The Health Act's latest financial estimates were determined within the last two or three years, the health team staffer said during the meeting.

Morinello also challenged his colleagues about pay for unionized health workers and compensating organized labor for the givebacks they've provided in exchange for better health benefits over the years.

"The [Health Act] would allow unions to focus on negotiating better wages and they could since they would no longer have to focus on negotiating health benefits under this bill," the aide with the sponsor's health team replied, adding the bill does not outline specifics about compensation for unionized workers.

"...The bill would allow collective bargaining to better focus their efforts for their members," she said.

Other assemblymembers and staffers did not have an answer about performing an analysis to estimate the average amount each unionized health worker in New York has spent to secure better benefits.

Employers would be mandated to pay at least 80% of the tax on payroll under the Health Act, but a higher percentage can be negotiated.
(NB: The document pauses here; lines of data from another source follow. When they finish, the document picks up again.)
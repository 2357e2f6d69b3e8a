use crate::{
    config::EngineConfig,
    dsp::noise::NoiseGenerator,
    graph::{node::GraphNode, voice_graph::VoiceGraph},
    patch::Settings,
};

/// Builds the signal graph for one note from the current settings.
///
/// This is the "instrument design" layer: the engine calls it on the control
/// path for every note-on and ships the finished graph to the renderer.
pub trait VoiceFactory: Send {
    type Voice: GraphNode;

    fn create_voice(&mut self, settings: &Settings, frequency: f32) -> Self::Voice;
}

impl<F, T> VoiceFactory for F
where
    F: FnMut(&Settings, f32) -> T + Send,
    T: GraphNode,
{
    type Voice = T;

    fn create_voice(&mut self, settings: &Settings, frequency: f32) -> Self::Voice {
        self(settings, frequency)
    }
}

/// The standard factory: oscillators, looped noise and FM per [`Settings`].
pub struct GraphFactory {
    noise: NoiseGenerator,
    sample_rate: f32,
    noise_seconds: f32,
}

impl GraphFactory {
    pub fn new(config: &EngineConfig) -> Self {
        let noise = match config.seed {
            Some(seed) => NoiseGenerator::seeded(seed),
            None => NoiseGenerator::new(),
        };
        Self {
            noise,
            sample_rate: config.sample_rate,
            noise_seconds: config.noise_seconds,
        }
    }
}

impl VoiceFactory for GraphFactory {
    type Voice = VoiceGraph;

    fn create_voice(&mut self, settings: &Settings, frequency: f32) -> VoiceGraph {
        VoiceGraph::build(
            settings,
            frequency,
            &mut self.noise,
            self.noise_seconds,
            self.sample_rate,
        )
    }
}

#[cfg(test)]
mod tests {
    use super::*;
    use crate::graph::node::RenderCtx;

    struct Silence;

    impl GraphNode for Silence {
        fn render_block(&mut self, left: &mut [f32], right: &mut [f32], _ctx: &RenderCtx) {
            left.fill(0.0);
            right.fill(0.0);
        }
    }

    #[test]
    fn closures_are_factories() {
        let mut built = 0;
        let mut factory = |_: &Settings, _: f32| {
            built += 1;
            Silence
        };
        factory.create_voice(&Settings::default(), 440.0);
        factory.create_voice(&Settings::default(), 220.0);
        drop(factory);
        assert_eq!(built, 2);
    }

    #[test]
    fn graph_factory_tracks_settings() {
        let mut factory = GraphFactory::new(&EngineConfig::default().with_seed(1));
        let mut settings = Settings::default();
        assert_eq!(factory.create_voice(&settings, 440.0).oscillator_count(), 2);

        settings.oscillators[2].level = 0.5;
        settings.noise.level = 0.2;
        let graph = factory.create_voice(&settings, 440.0);
        assert_eq!(graph.oscillator_count(), 3);
        assert!(graph.has_noise());
    }
}
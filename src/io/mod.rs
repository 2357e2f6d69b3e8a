// Purpose - external interfaces: the host audio device

pub mod host;

pub use host::{AudioHost, OutputStream};
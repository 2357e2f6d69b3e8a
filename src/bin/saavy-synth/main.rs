//! saavy-synth - play a chord through the default audio device
//!
//! Run with: cargo run -- --preset warm-pad --seconds 4

use std::{thread, time::Duration};

use clap::Parser;
use color_eyre::eyre::{eyre, Result as EyreResult, WrapErr};
use tracing::info;
use tracing_subscriber::EnvFilter;

use saavy_synth::{io::AudioHost, patch::presets, EngineConfig, NoteId, SynthEngine};

#[derive(Parser, Debug)]
#[command(name = "saavy-synth")]
#[command(about = "Polyphonic synthesizer engine demo")]
#[command(version)]
struct Args {
    /// Factory preset to load before playing
    #[arg(long)]
    preset: Option<String>,

    /// How long to hold the chord, in seconds
    #[arg(long, default_value_t = 3.0)]
    seconds: f32,

    /// Notes to play
    #[arg(long, num_args = 1.., default_values = ["C4", "E4", "G4"])]
    notes: Vec<String>,

    /// Parameter overrides applied after the preset, e.g. `filter.cutoff=800`
    #[arg(long = "set", value_name = "PATH=VALUE")]
    overrides: Vec<String>,

    /// List the factory presets and exit
    #[arg(long)]
    list_presets: bool,
}

fn main() -> EyreResult<()> {
    color_eyre::install()?;
    tracing_subscriber::fmt()
        .with_env_filter(EnvFilter::try_from_default_env().unwrap_or_else(|_| "info".into()))
        .init();

    let args = Args::parse();

    if args.list_presets {
        for name in presets::NAMES {
            println!("{name}");
        }
        return Ok(());
    }

    let notes = args
        .notes
        .iter()
        .map(|n| n.parse::<NoteId>())
        .collect::<Result<Vec<_>, _>>()?;

    let host = AudioHost::open_default()?;
    let config = EngineConfig::default().with_sample_rate(host.sample_rate());
    let (mut engine, renderer) = SynthEngine::new(config)?;

    if let Some(name) = &args.preset {
        engine
            .load_factory_preset(name)
            .wrap_err_with(|| format!("unknown preset `{name}`, try --list-presets"))?;
    }

    for item in &args.overrides {
        let (path, value) = item
            .split_once('=')
            .ok_or_else(|| eyre!("override `{item}` is not PATH=VALUE"))?;
        engine.set_parameter(path.trim(), value.trim())?;
    }

    let _stream = host.start(renderer)?;

    for &note in &notes {
        engine.play(note)?;
    }
    info!(notes = ?notes, seconds = args.seconds, "playing");

    let hold = Duration::from_secs_f32(args.seconds.max(0.0));
    let tick = Duration::from_millis(50);
    let mut held = Duration::ZERO;
    while held < hold {
        thread::sleep(tick);
        held += tick;
        engine.collect();
    }

    engine.stop_all_notes()?;
    let tail = engine.settings().envelope.release + engine.config().release_margin + 0.5;
    thread::sleep(Duration::from_secs_f32(tail));
    engine.collect();

    info!("done");
    Ok(())
}
/*
Dynamics
========

Feed-forward compressor with a stereo-linked peak detector:

    in ──┬──────────────────────────────────(×)──→ out
         │                                   ↑
         └─→ max(|L|,|R|) → dB → gain curve → smooth (attack/release)


Gain curve (dB in, dB of reduction out), with overshoot o = x - T and knee W:

    o <= -W/2        0
    |o| < W/2        (1/R - 1) * (o + W/2)² / 2W
    o >= W/2         (1/R - 1) * o

    out dB
      │             ╱  1:1
      │           ╱
      │         ╱ ____----  1:R
      │       ╱.-‾
      │     ╱╱   ← knee
      │   ╱
      └──────────────── in dB
            T

The reduction is smoothed in the dB domain: it moves toward a deeper value
with the attack time constant and recovers with the release time constant.

The limiter is the same machine pinned to a hard knee, 20:1 and a 0.1 ms
attack, followed by a hard clip at ±1 so nothing past it can exceed full
scale.
*/

pub const COMPRESSOR_KNEE_DB: f32 = 30.0;
pub const LIMITER_RATIO: f32 = 20.0;
pub const LIMITER_ATTACK: f32 = 0.0001;
pub const OUTPUT_CEILING: f32 = 1.0;

#[inline]
fn lin_to_db(x: f32) -> f32 {
    20.0 * x.max(1e-9).log10()
}

#[inline]
fn db_to_lin(db: f32) -> f32 {
    10f32.powf(db / 20.0)
}

#[inline]
fn time_coeff(seconds: f32, sample_rate: f32) -> f32 {
    if seconds <= 0.0 {
        0.0
    } else {
        (-1.0 / (seconds * sample_rate)).exp()
    }
}

#[derive(Debug, Clone)]
pub struct Compressor {
    threshold_db: f32,
    ratio: f32,
    knee_db: f32,
    attack_coeff: f32,
    release_coeff: f32,
    sample_rate: f32,
    // Current smoothed gain reduction, always <= 0
    reduction_db: f32,
}

impl Compressor {
    pub fn new(sample_rate: f32) -> Self {
        let mut comp = Self {
            threshold_db: -12.0,
            ratio: 4.0,
            knee_db: COMPRESSOR_KNEE_DB,
            attack_coeff: 0.0,
            release_coeff: 0.0,
            sample_rate,
            reduction_db: 0.0,
        };
        comp.set_params(-12.0, 4.0, 0.003, 0.25);
        comp
    }

    pub fn with_knee(mut self, knee_db: f32) -> Self {
        self.knee_db = knee_db.max(0.0);
        self
    }

    pub fn set_params(&mut self, threshold_db: f32, ratio: f32, attack: f32, release: f32) {
        self.threshold_db = threshold_db;
        self.ratio = ratio.max(1.0);
        self.attack_coeff = time_coeff(attack, self.sample_rate);
        self.release_coeff = time_coeff(release, self.sample_rate);
    }

    /// Static curve: gain change in dB for a detector level in dB.
    pub fn gain_db(&self, input_db: f32) -> f32 {
        let overshoot = input_db - self.threshold_db;
        let slope = 1.0 / self.ratio - 1.0;
        let half_knee = self.knee_db / 2.0;

        if overshoot <= -half_knee {
            0.0
        } else if overshoot < half_knee {
            let x = overshoot + half_knee;
            slope * x * x / (2.0 * self.knee_db)
        } else {
            slope * overshoot
        }
    }

    /// Current gain reduction in dB (non-positive).
    pub fn reduction_db(&self) -> f32 {
        self.reduction_db
    }

    #[inline]
    pub fn process(&mut self, left: f32, right: f32) -> (f32, f32) {
        let level = lin_to_db(left.abs().max(right.abs()));
        let target = self.gain_db(level);

        let coeff = if target < self.reduction_db {
            self.attack_coeff
        } else {
            self.release_coeff
        };
        self.reduction_db = target + coeff * (self.reduction_db - target);

        let gain = db_to_lin(self.reduction_db);
        (left * gain, right * gain)
    }

    pub fn render(&mut self, left: &mut [f32], right: &mut [f32]) {
        for (l, r) in left.iter_mut().zip(right.iter_mut()) {
            (*l, *r) = self.process(*l, *r);
        }
    }

    pub fn reset(&mut self) {
        self.reduction_db = 0.0;
    }
}

/// Brick-wall safety stage at the end of the dynamics chain.
#[derive(Debug, Clone)]
pub struct Limiter {
    inner: Compressor,
}

impl Limiter {
    pub fn new(sample_rate: f32) -> Self {
        let mut limiter = Self {
            inner: Compressor::new(sample_rate).with_knee(0.0),
        };
        limiter.set_params(-3.0, 0.01);
        limiter
    }

    pub fn set_params(&mut self, threshold_db: f32, release: f32) {
        self.inner
            .set_params(threshold_db, LIMITER_RATIO, LIMITER_ATTACK, release);
    }

    pub fn reduction_db(&self) -> f32 {
        self.inner.reduction_db()
    }

    #[inline]
    pub fn process(&mut self, left: f32, right: f32) -> (f32, f32) {
        let (l, r) = self.inner.process(left, right);
        (
            l.clamp(-OUTPUT_CEILING, OUTPUT_CEILING),
            r.clamp(-OUTPUT_CEILING, OUTPUT_CEILING),
        )
    }

    pub fn render(&mut self, left: &mut [f32], right: &mut [f32]) {
        for (l, r) in left.iter_mut().zip(right.iter_mut()) {
            (*l, *r) = self.process(*l, *r);
        }
    }

    pub fn reset(&mut self) {
        self.inner.reset();
    }
}

#[cfg(test)]
mod tests {
    use super::*;

    const SR: f32 = 48_000.0;

    #[test]
    fn quiet_signal_is_untouched() {
        let mut comp = Compressor::new(SR);
        // -60 dBFS, far below threshold minus half the knee
        for _ in 0..1_000 {
            let (l, r) = comp.process(0.001, -0.001);
            assert_eq!(l, 0.001);
            assert_eq!(r, -0.001);
        }
    }

    #[test]
    fn knee_curve_is_continuous() {
        let comp = Compressor::new(SR);
        let edge = -12.0 + COMPRESSOR_KNEE_DB / 2.0;
        let inside = comp.gain_db(edge - 1e-3);
        let outside = comp.gain_db(edge + 1e-3);
        assert!((inside - outside).abs() < 1e-2);
        assert_eq!(comp.gain_db(-12.0 - COMPRESSOR_KNEE_DB / 2.0), 0.0);
    }

    #[test]
    fn steady_level_settles_on_curve() {
        let mut comp = Compressor::new(SR);
        let mut out = 0.0;
        for _ in 0..(SR as usize) {
            out = comp.process(1.0, 1.0).0;
        }
        // 0 dBFS input, 12 dB over threshold, inside the 30 dB knee
        let expected = db_to_lin(-0.75 * 27.0 * 27.0 / 60.0);
        assert!((out - expected).abs() < 1e-3, "got {} want {}", out, expected);
    }

    #[test]
    fn channels_share_one_detector() {
        let mut comp = Compressor::new(SR);
        let mut last = (0.0, 0.0);
        for _ in 0..(SR as usize) {
            last = comp.process(1.0, 0.1);
        }
        // The quiet channel gets the same reduction as the loud one
        assert!((last.1 / 0.1 - last.0 / 1.0).abs() < 1e-5);
        assert!(last.1 < 0.1);
    }

    #[test]
    fn limiter_never_exceeds_ceiling() {
        let mut limiter = Limiter::new(SR);
        for n in 0..4_800 {
            let x = 4.0 * (n as f32 * 0.05).sin();
            let (l, r) = limiter.process(x, -x);
            assert!(l.abs() <= OUTPUT_CEILING && r.abs() <= OUTPUT_CEILING);
        }
        assert!(limiter.reduction_db() < -6.0);
    }

    #[test]
    fn limiter_is_near_transparent_below_threshold() {
        let mut limiter = Limiter::new(SR);
        let (l, _) = limiter.process(0.5, 0.5);
        assert_eq!(l, 0.5);
    }
}
//! cpal output stream wrapper.
//!
//! Opens the platform's default output device and drives an
//! [`EngineRenderer`] from its callback. Any failure to find a device or to
//! build or start a stream is fatal to start-up and surfaces as
//! [`EngineError::ResourceExhaustion`]; nothing here retries.

use cpal::traits::{DeviceTrait, HostTrait, StreamTrait};
use tracing::{error, info};

use crate::{
    engine::EngineRenderer,
    error::{EngineError, Result},
};

fn unavailable(context: &str, err: impl std::fmt::Display) -> EngineError {
    EngineError::ResourceExhaustion(format!("{context}: {err}"))
}

/// The default output device and the stream configuration it asked for.
pub struct AudioHost {
    device: cpal::Device,
    config: cpal::StreamConfig,
}

impl AudioHost {
    pub fn open_default() -> Result<Self> {
        let host = cpal::default_host();
        let device = host.default_output_device().ok_or_else(|| {
            EngineError::ResourceExhaustion("no default output device available".into())
        })?;
        let supported = device
            .default_output_config()
            .map_err(|e| unavailable("failed to fetch default output config", e))?;

        let config: cpal::StreamConfig = supported.into();
        let name = device.name().unwrap_or_else(|_| "<unnamed>".into());
        info!(
            host = host.id().name(),
            device = %name,
            sample_rate = config.sample_rate.0,
            channels = config.channels,
            "audio device opened"
        );

        Ok(Self { device, config })
    }

    /// The rate the engine must be configured with.
    pub fn sample_rate(&self) -> f32 {
        self.config.sample_rate.0 as f32
    }

    pub fn channels(&self) -> usize {
        self.config.channels as usize
    }

    /// Move `renderer` into the device callback and start playing.
    pub fn start(&self, mut renderer: EngineRenderer) -> Result<OutputStream> {
        let channels = self.channels();

        let stream = self
            .device
            .build_output_stream(
                &self.config,
                move |data: &mut [f32], _: &cpal::OutputCallbackInfo| {
                    renderer.render_interleaved(data, channels);
                },
                |err| error!(%err, "audio stream error"),
                None,
            )
            .map_err(|e| unavailable("failed to build output stream", e))?;

        stream
            .play()
            .map_err(|e| unavailable("failed to start output stream", e))?;
        info!(channels, "output stream started");

        Ok(OutputStream { _stream: stream })
    }
}

/// A running output stream. Audio stops when this is dropped.
pub struct OutputStream {
    _stream: cpal::Stream,
}
//! Static engine configuration, fixed for the lifetime of an engine instance.
//!
//! Musical parameters live in [`Settings`](crate::patch::Settings) and can
//! change at any time; everything here sizes buffers and queues up front so
//! the render path never has to allocate.

#[cfg(feature = "serde")]
use serde::{Deserialize, Serialize};

use crate::error::{EngineError, Result};

#[cfg_attr(feature = "serde", derive(Serialize, Deserialize), serde(default))]
#[derive(Debug, Clone, PartialEq)]
pub struct EngineConfig {
    /// Output sample rate in Hz. Must match the host stream.
    pub sample_rate: f32,
    /// Size of the renderer's voice table. When full, the oldest releasing
    /// voice is stolen.
    pub max_voices: usize,
    /// Capacity of the control → render command ring.
    pub command_capacity: usize,
    /// Length of the looping noise buffer generated for each voice.
    pub noise_seconds: f32,
    /// Extra time after the release ramp before a voice is torn down.
    pub release_margin: f32,
    /// A voice that never receives a stop is force-retired after this long.
    pub watchdog_seconds: f32,
    /// Partition length of the convolution reverb (power of two).
    pub reverb_partition: usize,
    /// Seed for the noise and impulse generators. `None` draws from entropy.
    pub seed: Option<u64>,
}

impl Default for EngineConfig {
    fn default() -> Self {
        Self {
            sample_rate: 48_000.0,
            max_voices: 32,
            command_capacity: 256,
            noise_seconds: 2.0,
            release_margin: 0.1,
            watchdog_seconds: 30.0,
            reverb_partition: 256,
            seed: None,
        }
    }
}

impl EngineConfig {
    pub fn with_sample_rate(mut self, sample_rate: f32) -> Self {
        self.sample_rate = sample_rate;
        self
    }

    pub fn with_max_voices(mut self, max_voices: usize) -> Self {
        self.max_voices = max_voices;
        self
    }

    pub fn with_seed(mut self, seed: u64) -> Self {
        self.seed = Some(seed);
        self
    }

    pub fn with_watchdog(mut self, seconds: f32) -> Self {
        self.watchdog_seconds = seconds;
        self
    }

    /// Convert a duration in seconds to a whole number of frames.
    pub fn frames(&self, seconds: f32) -> u64 {
        (seconds.max(0.0) as f64 * self.sample_rate as f64).round() as u64
    }

    pub fn validate(&self) -> Result<()> {
        if !(self.sample_rate.is_finite() && self.sample_rate >= 8_000.0) {
            return Err(EngineError::InvalidConfig(format!(
                "sample rate {} Hz is not usable",
                self.sample_rate
            )));
        }
        if self.max_voices == 0 {
            return Err(EngineError::InvalidConfig("max_voices must be at least 1".into()));
        }
        if self.command_capacity < 4 {
            return Err(EngineError::InvalidConfig(
                "command_capacity must be at least 4".into(),
            ));
        }
        if !(self.noise_seconds > 0.0) {
            return Err(EngineError::InvalidConfig("noise_seconds must be positive".into()));
        }
        if !(self.watchdog_seconds > 0.0) {
            return Err(EngineError::InvalidConfig(
                "watchdog_seconds must be positive".into(),
            ));
        }
        if !self.reverb_partition.is_power_of_two() || self.reverb_partition < 32 {
            return Err(EngineError::InvalidConfig(format!(
                "reverb partition {} must be a power of two >= 32",
                self.reverb_partition
            )));
        }
        Ok(())
    }
}

mod queries;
State residents who are self-employed would be required to pay the complete insurance premium.

The Realities of Single Payer coalition, made up of 164 organizations in favor of a combination of private and government-funded health insurance, issued a statement ahead of Tuesday's Codes Committee meeting urging legislators to oppose the Health Act.

"The New York Health Act – legislation to force a Single Payer, Albany-run plan on every single New Yorker – has been a bad idea since it was first introduced 30 years ago," members of the Realities of Single Payer said. "...Instead of forcing more than 18 million New Yorkers into an untested system that will triple their taxes, legislators should focus on covering the remaining adults who lack health insurance and make coverage more affordable for all."

The coalition argued the state's number of uninsured has dropped under 5%, noting the state's universal health care policies for senior citizens ages 65 and older, children through age 19 and pregnant women and new mothers.

More than 1 million New Yorkers do not have health insurance.

The Health Act has sat in the Senate Health Committee since Jan. 5.

The single-payer state health system would cover in-home and institutional care, including hospice.

Lawmakers have introduced and attempted to pass a version of the New York Health Act for more than two decades.